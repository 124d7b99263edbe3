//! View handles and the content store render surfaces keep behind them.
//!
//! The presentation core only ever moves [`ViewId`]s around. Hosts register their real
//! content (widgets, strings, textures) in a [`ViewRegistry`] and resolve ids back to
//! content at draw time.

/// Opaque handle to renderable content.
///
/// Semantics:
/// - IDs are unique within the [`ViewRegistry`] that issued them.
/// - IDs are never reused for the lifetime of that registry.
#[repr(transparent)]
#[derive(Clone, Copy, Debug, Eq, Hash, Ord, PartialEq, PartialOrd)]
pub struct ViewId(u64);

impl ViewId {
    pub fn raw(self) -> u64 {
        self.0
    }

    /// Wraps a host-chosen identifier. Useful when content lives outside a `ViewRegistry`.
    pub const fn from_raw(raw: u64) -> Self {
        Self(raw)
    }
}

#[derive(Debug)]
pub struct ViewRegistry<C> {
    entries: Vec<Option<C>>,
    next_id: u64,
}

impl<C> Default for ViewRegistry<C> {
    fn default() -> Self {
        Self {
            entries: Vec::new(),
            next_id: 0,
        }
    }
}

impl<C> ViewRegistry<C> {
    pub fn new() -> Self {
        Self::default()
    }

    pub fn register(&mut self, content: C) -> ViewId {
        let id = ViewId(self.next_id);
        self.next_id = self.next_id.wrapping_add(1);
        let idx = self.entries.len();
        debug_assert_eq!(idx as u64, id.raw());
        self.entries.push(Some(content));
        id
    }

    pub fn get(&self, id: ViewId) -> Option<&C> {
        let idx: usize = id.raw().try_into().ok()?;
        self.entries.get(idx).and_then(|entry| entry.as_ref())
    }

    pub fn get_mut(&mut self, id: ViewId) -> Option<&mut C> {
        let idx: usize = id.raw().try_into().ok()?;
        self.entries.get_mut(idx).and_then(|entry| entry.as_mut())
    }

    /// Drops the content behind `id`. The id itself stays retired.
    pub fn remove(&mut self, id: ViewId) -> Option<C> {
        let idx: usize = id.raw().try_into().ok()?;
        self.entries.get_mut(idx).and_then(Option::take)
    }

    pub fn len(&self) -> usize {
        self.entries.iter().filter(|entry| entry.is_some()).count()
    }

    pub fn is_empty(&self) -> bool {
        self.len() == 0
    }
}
---
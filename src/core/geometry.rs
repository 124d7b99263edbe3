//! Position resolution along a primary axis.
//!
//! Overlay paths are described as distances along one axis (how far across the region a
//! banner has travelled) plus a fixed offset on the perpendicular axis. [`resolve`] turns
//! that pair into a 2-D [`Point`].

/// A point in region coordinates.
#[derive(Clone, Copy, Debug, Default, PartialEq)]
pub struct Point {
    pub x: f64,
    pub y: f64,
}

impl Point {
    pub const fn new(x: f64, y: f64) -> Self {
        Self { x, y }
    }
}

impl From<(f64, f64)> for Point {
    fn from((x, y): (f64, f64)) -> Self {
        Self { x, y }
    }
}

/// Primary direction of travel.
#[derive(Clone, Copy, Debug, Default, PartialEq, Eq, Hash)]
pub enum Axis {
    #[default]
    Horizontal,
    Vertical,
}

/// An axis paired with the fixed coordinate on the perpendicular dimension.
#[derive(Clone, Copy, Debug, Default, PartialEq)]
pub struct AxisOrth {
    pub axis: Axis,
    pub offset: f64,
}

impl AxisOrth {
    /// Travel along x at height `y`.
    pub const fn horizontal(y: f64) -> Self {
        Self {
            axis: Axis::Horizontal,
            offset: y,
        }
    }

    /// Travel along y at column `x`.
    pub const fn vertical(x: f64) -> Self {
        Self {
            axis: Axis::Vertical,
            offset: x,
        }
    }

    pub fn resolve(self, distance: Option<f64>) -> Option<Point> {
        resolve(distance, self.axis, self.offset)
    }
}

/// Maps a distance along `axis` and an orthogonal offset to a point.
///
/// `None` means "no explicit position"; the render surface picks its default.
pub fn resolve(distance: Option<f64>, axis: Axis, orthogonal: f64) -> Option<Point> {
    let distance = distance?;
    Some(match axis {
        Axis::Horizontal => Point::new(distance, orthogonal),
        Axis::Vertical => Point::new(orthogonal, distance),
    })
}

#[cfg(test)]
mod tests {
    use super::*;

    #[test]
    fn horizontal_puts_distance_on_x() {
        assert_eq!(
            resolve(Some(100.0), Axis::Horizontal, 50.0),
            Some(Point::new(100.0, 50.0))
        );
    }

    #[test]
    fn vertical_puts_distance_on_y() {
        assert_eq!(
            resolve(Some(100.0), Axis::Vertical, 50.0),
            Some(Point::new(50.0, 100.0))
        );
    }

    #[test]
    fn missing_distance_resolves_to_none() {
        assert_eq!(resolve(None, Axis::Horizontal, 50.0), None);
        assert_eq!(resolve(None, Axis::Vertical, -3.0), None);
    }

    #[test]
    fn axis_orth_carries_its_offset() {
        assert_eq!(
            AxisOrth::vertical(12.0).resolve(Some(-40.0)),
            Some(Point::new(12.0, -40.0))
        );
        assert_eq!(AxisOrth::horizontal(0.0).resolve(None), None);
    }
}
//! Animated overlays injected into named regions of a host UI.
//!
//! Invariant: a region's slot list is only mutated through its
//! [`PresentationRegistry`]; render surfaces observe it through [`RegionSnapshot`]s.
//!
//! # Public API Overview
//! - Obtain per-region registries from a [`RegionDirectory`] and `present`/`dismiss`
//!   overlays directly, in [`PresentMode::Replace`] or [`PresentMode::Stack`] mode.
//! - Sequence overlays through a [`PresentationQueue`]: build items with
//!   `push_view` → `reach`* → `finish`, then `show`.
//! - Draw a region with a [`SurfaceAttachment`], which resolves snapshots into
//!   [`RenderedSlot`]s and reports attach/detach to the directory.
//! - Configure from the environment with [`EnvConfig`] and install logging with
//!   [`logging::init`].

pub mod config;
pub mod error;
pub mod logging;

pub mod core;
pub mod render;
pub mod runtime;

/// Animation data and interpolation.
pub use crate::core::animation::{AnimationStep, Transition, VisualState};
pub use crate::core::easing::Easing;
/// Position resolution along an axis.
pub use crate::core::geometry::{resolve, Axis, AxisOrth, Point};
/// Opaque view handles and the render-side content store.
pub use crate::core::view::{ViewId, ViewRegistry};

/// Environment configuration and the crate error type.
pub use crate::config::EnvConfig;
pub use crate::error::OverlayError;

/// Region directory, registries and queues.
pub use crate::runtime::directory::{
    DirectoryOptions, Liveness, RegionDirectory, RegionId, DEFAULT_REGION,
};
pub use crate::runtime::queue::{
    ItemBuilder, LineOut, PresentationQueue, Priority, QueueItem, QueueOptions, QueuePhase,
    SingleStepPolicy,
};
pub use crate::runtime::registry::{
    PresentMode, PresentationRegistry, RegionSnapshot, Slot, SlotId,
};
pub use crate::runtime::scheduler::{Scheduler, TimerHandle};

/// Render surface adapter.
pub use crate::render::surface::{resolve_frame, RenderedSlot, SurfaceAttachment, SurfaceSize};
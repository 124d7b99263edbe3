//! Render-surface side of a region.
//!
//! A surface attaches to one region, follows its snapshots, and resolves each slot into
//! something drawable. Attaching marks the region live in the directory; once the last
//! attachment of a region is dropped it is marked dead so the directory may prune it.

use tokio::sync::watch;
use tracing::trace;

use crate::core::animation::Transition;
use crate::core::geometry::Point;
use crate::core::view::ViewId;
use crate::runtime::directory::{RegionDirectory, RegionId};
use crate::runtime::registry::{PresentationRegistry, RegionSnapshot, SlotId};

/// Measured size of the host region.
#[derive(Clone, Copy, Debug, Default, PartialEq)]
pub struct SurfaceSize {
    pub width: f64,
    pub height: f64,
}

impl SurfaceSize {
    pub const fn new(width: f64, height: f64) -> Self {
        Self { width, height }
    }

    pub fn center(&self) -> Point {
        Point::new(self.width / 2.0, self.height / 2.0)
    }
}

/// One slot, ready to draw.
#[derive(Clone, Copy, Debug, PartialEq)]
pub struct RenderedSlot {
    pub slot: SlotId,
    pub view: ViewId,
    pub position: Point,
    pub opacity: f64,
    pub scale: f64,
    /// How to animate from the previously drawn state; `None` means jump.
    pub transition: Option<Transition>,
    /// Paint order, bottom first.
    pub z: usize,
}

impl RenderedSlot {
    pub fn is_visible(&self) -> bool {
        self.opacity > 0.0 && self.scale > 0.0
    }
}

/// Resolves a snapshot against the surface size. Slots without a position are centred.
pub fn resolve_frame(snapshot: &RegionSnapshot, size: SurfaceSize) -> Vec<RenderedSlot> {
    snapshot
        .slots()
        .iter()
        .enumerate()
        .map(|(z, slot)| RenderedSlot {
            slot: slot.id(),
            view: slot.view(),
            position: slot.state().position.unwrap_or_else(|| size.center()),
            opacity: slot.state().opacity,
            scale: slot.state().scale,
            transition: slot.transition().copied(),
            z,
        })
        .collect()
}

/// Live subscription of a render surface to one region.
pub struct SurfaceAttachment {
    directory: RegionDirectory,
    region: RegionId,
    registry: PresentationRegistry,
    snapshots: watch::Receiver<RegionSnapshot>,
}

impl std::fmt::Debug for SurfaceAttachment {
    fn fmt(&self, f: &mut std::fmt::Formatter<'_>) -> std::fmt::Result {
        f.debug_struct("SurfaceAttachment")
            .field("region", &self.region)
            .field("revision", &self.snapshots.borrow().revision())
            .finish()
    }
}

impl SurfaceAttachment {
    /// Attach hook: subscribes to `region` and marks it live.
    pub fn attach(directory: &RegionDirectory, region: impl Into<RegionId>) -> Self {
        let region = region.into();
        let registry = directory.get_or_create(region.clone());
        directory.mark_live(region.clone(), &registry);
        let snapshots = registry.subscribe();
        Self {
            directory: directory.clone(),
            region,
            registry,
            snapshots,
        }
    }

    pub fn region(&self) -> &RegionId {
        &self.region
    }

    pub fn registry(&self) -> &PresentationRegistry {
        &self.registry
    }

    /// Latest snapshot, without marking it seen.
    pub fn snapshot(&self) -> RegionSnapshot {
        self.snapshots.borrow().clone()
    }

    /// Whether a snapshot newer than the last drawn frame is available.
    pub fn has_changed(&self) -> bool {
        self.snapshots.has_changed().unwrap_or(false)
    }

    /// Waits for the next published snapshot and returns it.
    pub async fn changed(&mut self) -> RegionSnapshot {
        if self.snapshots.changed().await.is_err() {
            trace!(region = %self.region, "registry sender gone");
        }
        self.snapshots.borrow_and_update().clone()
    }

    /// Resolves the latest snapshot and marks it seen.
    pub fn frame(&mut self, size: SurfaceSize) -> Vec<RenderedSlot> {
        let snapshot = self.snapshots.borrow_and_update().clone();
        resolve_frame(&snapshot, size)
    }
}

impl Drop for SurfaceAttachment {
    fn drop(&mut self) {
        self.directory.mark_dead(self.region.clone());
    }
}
...
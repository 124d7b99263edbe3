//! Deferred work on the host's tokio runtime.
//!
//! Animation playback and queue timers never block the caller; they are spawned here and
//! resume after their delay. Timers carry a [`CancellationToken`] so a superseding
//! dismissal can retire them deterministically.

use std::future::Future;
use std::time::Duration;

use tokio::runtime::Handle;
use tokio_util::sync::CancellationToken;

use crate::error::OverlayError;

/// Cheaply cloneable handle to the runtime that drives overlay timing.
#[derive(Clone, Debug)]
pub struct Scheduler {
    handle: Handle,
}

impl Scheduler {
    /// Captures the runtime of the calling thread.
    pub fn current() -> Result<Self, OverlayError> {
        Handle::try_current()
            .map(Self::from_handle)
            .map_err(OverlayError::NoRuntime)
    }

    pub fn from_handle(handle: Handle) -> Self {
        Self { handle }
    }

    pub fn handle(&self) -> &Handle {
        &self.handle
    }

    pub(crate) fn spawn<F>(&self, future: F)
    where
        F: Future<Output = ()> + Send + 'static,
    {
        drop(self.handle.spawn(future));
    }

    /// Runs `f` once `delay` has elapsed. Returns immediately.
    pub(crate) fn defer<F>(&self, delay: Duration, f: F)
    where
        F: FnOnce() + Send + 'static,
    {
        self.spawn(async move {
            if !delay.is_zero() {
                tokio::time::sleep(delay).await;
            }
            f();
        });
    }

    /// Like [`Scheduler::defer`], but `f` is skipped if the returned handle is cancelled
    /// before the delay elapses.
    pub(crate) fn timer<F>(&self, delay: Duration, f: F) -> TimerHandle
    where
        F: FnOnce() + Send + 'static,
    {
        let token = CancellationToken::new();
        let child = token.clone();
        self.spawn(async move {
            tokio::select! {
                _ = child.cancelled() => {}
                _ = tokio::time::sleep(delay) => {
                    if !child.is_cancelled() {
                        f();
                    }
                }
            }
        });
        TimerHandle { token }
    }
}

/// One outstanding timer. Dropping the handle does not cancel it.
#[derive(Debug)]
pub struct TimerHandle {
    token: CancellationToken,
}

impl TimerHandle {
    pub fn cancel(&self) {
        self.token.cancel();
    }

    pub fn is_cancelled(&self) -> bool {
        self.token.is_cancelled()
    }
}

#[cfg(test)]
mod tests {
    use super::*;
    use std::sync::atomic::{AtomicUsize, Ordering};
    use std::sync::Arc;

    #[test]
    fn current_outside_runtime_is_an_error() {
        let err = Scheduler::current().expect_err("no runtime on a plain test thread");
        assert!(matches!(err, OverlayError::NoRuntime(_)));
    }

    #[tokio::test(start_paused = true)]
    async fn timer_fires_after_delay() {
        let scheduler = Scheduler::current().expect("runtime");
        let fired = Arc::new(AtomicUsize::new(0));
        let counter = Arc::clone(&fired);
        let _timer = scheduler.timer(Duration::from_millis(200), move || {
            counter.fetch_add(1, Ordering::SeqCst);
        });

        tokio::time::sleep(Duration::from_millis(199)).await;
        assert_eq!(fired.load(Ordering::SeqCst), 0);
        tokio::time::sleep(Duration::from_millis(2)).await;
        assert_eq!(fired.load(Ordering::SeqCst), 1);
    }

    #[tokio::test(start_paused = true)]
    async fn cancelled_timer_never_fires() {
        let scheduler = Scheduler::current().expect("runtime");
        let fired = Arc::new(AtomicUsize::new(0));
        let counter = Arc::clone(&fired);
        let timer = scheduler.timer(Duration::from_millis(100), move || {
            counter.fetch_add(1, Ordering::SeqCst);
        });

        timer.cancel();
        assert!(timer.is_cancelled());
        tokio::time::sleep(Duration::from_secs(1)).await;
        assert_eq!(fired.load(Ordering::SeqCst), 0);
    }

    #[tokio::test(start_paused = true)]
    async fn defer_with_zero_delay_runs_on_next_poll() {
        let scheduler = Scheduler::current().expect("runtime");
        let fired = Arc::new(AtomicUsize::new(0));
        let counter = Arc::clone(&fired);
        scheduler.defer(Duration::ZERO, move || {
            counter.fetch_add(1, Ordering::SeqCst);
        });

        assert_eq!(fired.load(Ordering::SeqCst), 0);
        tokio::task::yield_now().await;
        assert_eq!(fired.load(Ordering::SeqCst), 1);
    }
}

→ **BRIEF**
Using the entries above, output exactly the lines between the line holding "pub const fn horizontal(y: f64)" and the line holding "Axis, orthogonal: f64)", end lines included, and nothing more.

→ **WRITTEN RESPONSE**
    pub const fn horizontal(y: f64) -> Self {
        Self {
            axis: Axis::Horizontal,
            offset: y,
        }
    }

    /// Travel along y at column `x`.
    pub const fn vertical(x: f64) -> Self {
        Self {
            axis: Axis::Vertical,
            offset: x,
        }
    }

    pub fn resolve(self, distance: Option<f64>) -> Option<Point> {
        resolve(distance, self.axis, self.offset)
    }
}

/// Maps a distance along `axis` and an orthogonal offset to a point.
///
/// `None` means "no explicit position"; the render surface picks its default.
pub fn resolve(distance: Option<f64>, axis: Axis, orthogonal: f64) -> Option<Point> {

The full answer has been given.